Given data: Begin

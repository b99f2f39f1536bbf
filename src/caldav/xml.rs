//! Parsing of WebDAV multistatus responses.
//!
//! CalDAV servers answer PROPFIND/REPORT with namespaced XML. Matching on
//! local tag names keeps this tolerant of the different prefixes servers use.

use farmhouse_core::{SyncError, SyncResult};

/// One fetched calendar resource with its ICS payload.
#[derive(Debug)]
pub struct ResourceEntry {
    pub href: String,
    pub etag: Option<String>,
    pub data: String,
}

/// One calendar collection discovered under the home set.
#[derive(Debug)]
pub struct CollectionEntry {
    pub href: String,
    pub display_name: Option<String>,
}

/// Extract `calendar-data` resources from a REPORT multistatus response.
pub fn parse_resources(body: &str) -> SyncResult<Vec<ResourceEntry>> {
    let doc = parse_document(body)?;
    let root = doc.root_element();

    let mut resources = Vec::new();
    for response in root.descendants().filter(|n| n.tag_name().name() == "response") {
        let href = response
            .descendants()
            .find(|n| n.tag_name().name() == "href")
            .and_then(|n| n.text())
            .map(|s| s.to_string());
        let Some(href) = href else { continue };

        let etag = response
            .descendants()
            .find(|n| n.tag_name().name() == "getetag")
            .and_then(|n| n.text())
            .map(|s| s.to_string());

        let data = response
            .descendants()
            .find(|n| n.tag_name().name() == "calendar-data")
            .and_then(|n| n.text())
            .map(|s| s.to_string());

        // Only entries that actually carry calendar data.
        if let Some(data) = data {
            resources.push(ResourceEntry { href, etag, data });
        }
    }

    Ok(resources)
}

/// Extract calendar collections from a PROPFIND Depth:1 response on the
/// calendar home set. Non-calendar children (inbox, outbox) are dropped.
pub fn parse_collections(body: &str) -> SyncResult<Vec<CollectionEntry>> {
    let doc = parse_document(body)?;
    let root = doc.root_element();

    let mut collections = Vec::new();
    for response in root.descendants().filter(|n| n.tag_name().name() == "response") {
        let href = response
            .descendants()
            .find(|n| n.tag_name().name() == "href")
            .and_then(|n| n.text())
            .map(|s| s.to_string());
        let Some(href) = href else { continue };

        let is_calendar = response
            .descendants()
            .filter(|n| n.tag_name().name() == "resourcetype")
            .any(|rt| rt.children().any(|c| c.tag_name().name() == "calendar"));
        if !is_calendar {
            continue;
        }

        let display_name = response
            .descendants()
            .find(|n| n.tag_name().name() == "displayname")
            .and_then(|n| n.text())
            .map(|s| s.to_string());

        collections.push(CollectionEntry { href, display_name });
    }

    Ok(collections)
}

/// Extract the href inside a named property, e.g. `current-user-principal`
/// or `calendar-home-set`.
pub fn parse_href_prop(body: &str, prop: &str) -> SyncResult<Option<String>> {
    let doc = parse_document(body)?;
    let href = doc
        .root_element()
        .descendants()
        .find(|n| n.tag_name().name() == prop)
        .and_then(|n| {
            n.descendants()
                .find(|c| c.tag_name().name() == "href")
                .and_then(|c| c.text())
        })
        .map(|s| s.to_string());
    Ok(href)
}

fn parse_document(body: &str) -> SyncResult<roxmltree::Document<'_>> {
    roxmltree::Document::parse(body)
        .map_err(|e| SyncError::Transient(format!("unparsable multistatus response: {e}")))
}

Given data: End
Given data: Begin

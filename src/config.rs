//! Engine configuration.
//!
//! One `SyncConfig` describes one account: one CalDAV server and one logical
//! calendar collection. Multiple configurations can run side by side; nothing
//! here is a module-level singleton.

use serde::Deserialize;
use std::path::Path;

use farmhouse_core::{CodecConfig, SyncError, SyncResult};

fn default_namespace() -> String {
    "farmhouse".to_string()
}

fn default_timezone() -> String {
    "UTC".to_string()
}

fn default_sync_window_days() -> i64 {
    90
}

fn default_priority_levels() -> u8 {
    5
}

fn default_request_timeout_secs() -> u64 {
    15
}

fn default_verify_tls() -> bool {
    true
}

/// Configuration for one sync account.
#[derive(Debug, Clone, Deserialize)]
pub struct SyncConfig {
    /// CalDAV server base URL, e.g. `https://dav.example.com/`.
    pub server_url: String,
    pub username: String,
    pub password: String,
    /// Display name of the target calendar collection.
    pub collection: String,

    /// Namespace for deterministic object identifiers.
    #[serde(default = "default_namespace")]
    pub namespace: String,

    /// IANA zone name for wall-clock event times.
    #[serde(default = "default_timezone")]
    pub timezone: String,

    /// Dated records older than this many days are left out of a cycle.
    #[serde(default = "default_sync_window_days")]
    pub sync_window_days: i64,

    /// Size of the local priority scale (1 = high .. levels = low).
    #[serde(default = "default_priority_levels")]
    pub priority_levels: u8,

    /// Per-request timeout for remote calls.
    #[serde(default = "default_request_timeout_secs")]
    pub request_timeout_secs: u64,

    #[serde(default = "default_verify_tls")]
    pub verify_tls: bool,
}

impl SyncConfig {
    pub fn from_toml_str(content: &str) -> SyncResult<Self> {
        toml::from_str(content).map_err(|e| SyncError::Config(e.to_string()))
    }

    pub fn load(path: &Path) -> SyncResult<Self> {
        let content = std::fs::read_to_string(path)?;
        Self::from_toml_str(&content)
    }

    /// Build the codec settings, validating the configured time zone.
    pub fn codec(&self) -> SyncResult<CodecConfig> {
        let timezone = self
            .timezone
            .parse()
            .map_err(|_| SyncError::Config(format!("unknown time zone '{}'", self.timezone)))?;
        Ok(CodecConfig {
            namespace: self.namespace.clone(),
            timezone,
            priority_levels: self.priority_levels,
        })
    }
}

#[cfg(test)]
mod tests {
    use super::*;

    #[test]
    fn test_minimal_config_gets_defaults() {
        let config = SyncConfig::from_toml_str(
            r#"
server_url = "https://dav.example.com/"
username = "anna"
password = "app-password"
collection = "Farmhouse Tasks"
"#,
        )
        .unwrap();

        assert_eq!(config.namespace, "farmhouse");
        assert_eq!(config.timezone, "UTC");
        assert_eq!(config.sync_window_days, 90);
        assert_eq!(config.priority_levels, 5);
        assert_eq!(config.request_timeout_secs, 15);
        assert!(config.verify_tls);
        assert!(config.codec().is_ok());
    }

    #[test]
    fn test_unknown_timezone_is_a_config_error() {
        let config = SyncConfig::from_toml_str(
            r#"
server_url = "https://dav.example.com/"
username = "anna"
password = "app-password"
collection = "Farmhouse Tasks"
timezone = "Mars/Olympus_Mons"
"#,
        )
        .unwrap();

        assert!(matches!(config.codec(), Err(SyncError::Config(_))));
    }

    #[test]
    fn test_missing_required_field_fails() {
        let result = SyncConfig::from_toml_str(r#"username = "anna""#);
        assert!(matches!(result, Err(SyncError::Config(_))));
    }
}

Given data: End

■ Exercise ■
Please transcribe exactly the lines above from the line that has "repository b99f2f39f1536bbf" up to and including the line that has "prefixes servers use."; no other line belongs in the answer.

■ Result of the exercise ■
repository b99f2f39f1536bbf
filename src/caldav/xml.rs
//! Parsing of WebDAV multistatus responses.
//!
//! CalDAV servers answer PROPFIND/REPORT with namespaced XML. Matching on
//! local tag names keeps this tolerant of the different prefixes servers use.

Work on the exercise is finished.